The question of how politics should be addressed raised differing opinions. Jude Kelly began by announcing she ‘didn’t mind a bit of bad art’ provided that art had some sort of message. She went on to say, ‘I don’t think it’s a hanging offence to produce a message’ However if it’s not particularly interesting it might ‘bore me after awhile’. Further, ‘I don’t mind artists having a go. I really dislike the idea that artists shouldn’t be allowed to take centre stage to comment on things.

While Peter conceded that there was ‘nothing wrong with political art’, for him it was less the politics which art was best equipped to address. He was more of the mind that art’s quality was that it didn’t have a direct ‘purpose’ that it was its intrinsic values alone that made art great. He believes that ‘arts are not well placed to (do) issue based lobbying’ contrasting what he finds often to be the pragmatism of the environmental movement with the arts ability to nourish imagination and the spirit in the way the natural world does. ‘I think the role that I feel for the arts in environmentalism is that it… reminds us that we’re not all bad. If we only feel negative it’s impossible for us to move forward and remove this exclusively pragmatic approach to looking after the world.’
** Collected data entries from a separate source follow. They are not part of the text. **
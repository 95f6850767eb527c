//! Mapped memory regions backing a ring buffer
//!
//! A segment is either an anonymous mapping (shared between the threads of
//! one process) or a file in a tmpfs directory such as `/dev/shm` that other
//! processes can map by name.

use crate::error::{LogError, SegmentError};
use memmap2::{MmapMut, MmapOptions};
use nix::errno::Errno;
use nix::sys::statvfs::statvfs;
use std::fs::{self, File, OpenOptions};
use std::io;
use std::os::unix::fs::OpenOptionsExt;
use std::path::{Path, PathBuf};
use std::ptr::NonNull;
use std::sync::atomic::{AtomicBool, Ordering};

/// File name prefix for named segments
pub const SEGMENT_PREFIX: &str = "shmlog_";

/// A mapped region of shared memory
pub struct Segment {
    map: MmapMut,
    base: NonNull<u8>,
    path: Option<PathBuf>,
    owner: bool,
    unlinked: AtomicBool,
}

// SAFETY: the mapping lives as long as the segment and is never remapped.
// Concurrent access to its bytes is coordinated by the ring protocol, which
// only touches shared state through atomics or through slots owned by a claim.
unsafe impl Send for Segment {}
unsafe impl Sync for Segment {}

impl Segment {
    /// Map an anonymous region of `len` zeroed bytes
    pub fn anonymous(len: usize) -> Result<Self, SegmentError> {
        let map = MmapMut::map_anon(len).map_err(|err| classify(err, len, 0))?;
        Ok(Self::from_map(map, None, false))
    }

    /// Create and map a new named segment of `len` bytes in `dir`
    ///
    /// The file is created exclusively with owner-only permissions. Any
    /// failure after the file exists removes it again.
    pub fn create(dir: &Path, name: &str, len: usize) -> Result<Self, SegmentError> {
        let path = segment_path(dir, name)?;

        let available = available_bytes(dir)?;
        if len as u64 > available {
            return Err(SegmentError::TooSmall {
                required: len as u64,
                available,
            });
        }

        let file = OpenOptions::new()
            .read(true)
            .write(true)
            .create_new(true)
            .mode(0o600)
            .open(&path)?;

        match map_new_file(&file, len) {
            Ok(map) => {
                tracing::debug!(path = %path.display(), len, "created shared segment");
                Ok(Self::from_map(map, Some(path), true))
            }
            Err(err) => {
                let _ = fs::remove_file(&path);
                Err(classify(err, len, available))
            }
        }
    }

    /// Map an existing named segment created by another process
    ///
    /// A file too short to hold the segment header is reported as
    /// [`SegmentError::Unformatted`].
    pub fn open(dir: &Path, name: &str, header_len: usize) -> Result<Self, SegmentError> {
        let path = segment_path(dir, name)?;
        let file = match OpenOptions::new().read(true).write(true).open(&path) {
            Ok(file) => file,
            Err(err) if err.kind() == io::ErrorKind::NotFound => {
                return Err(LogError::SegmentMissing {
                    name: name.to_string(),
                }
                .into())
            }
            Err(err) => return Err(err.into()),
        };

        if file.metadata()?.len() < header_len as u64 {
            return Err(SegmentError::Unformatted);
        }

        // SAFETY: the file is a shared segment whose contents are only
        // accessed through the ring protocol.
        let map = unsafe { MmapOptions::new().map_mut(&file)? };
        Ok(Self::from_map(map, Some(path), false))
    }

    fn from_map(mut map: MmapMut, path: Option<PathBuf>, owner: bool) -> Self {
        let base = NonNull::new(map.as_mut_ptr()).unwrap_or(NonNull::dangling());
        Self {
            map,
            base,
            path,
            owner,
            unlinked: AtomicBool::new(false),
        }
    }

    /// Base address of the mapping
    pub fn as_ptr(&self) -> *mut u8 {
        self.base.as_ptr()
    }

    /// Mapped length in bytes
    pub fn len(&self) -> usize {
        self.map.len()
    }

    /// Whether the mapping is empty
    pub fn is_empty(&self) -> bool {
        self.map.is_empty()
    }

    /// File backing a named segment
    pub fn path(&self) -> Option<&Path> {
        self.path.as_deref()
    }

    /// Whether this process created the segment
    pub fn is_owner(&self) -> bool {
        self.owner
    }

    /// Remove the backing file of a segment this process created
    ///
    /// Safe to call more than once; the mapping stays valid until drop.
    pub fn unlink(&self) -> io::Result<()> {
        let Some(path) = self.path.as_deref() else {
            return Ok(());
        };
        if !self.owner || self.unlinked.swap(true, Ordering::AcqRel) {
            return Ok(());
        }
        match fs::remove_file(path) {
            Err(err) if err.kind() != io::ErrorKind::NotFound => Err(err),
            _ => Ok(()),
        }
    }
}

impl Drop for Segment {
    fn drop(&mut self) {
        if let Err(err) = self.unlink() {
            tracing::warn!(error = %err, "failed to remove shared segment");
        }
    }
}

impl std::fmt::Debug for Segment {
    fn fmt(&self, f: &mut std::fmt::Formatter<'_>) -> std::fmt::Result {
        f.debug_struct("Segment")
            .field("len", &self.map.len())
            .field("path", &self.path)
            .field("owner", &self.owner)
            .finish()
    }
}

/// Path of the file backing segment `name` in `dir`
pub fn segment_path(dir: &Path, name: &str) -> Result<PathBuf, SegmentError> {
    if name.is_empty() || name.contains('/') || name.contains('\0') {
        return Err(LogError::InvalidConfig {
            reason: "shm_name must be a non-empty file name",
        }
        .into());
    }
    Ok(dir.join(format!("{SEGMENT_PREFIX}{name}")))
}

fn available_bytes(dir: &Path) -> Result<u64, SegmentError> {
    let stats = statvfs(dir)?;
    Ok((stats.blocks_available() as u64).saturating_mul(stats.fragment_size() as u64))
}

fn map_new_file(file: &File, len: usize) -> io::Result<MmapMut> {
    file.set_len(len as u64)?;
    // SAFETY: the file was just created exclusively by this process.
    unsafe { MmapOptions::new().len(len).map_mut(file) }
}

/// Translate out-of-memory style failures into a size error
fn classify(err: io::Error, required: usize, available: u64) -> SegmentError {
    let exhausted = [Errno::ENOMEM, Errno::ENOSPC, Errno::EFBIG, Errno::EOVERFLOW]
        .iter()
        .any(|errno| err.raw_os_error() == Some(*errno as i32));
    if exhausted {
        SegmentError::TooSmall {
            required: required as u64,
            available,
        }
    } else {
        err.into()
    }
}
Matthew wanted to introduce a third way of thinking about the issue agreeing that art shouldn’t attempt to kick us around the head. However, he felt art could ‘challenge people to live differently and value things in slightly different ways.’ Providing a vision of how ‘a different, deeper kind of understanding about what makes life worth living and what it is society wants to be.’ This task he felt art was ‘incredibly well suited’. That is, ‘art is there to explicitly to get you to think about what the good life is.’ He concluded this thought saying ‘art shouldn’t be ashamed to say that art is here to help you rethink what our values are and I don’t think that requires you to revert to a kind of crude placard waving.’

In addition to the discussion about art and politics, the panel also touched on the controversial issue of artists lifestyles and the high carbon footprint of the arts. The general attitude on the panel was that this shouldn’t be paid as much attention as it has been. Jude Kelly saying that this arts requires face-to-face interactions and not allowing artists to fly amounts to a cultural boycott. But Matthew Taylor thought artists should be accountable, and if they want to have influence on others they have to take account of their own actions.
Increased collaboration amongst artists was encouraged, suggesting that the problem of the environment is one that artists should attempt to do together. Arts organisations such as Cape Farewell and Tipping Point were highlighted as doing exceptional work, helping to inform artists of climate change and bringing the topic to their consciousness.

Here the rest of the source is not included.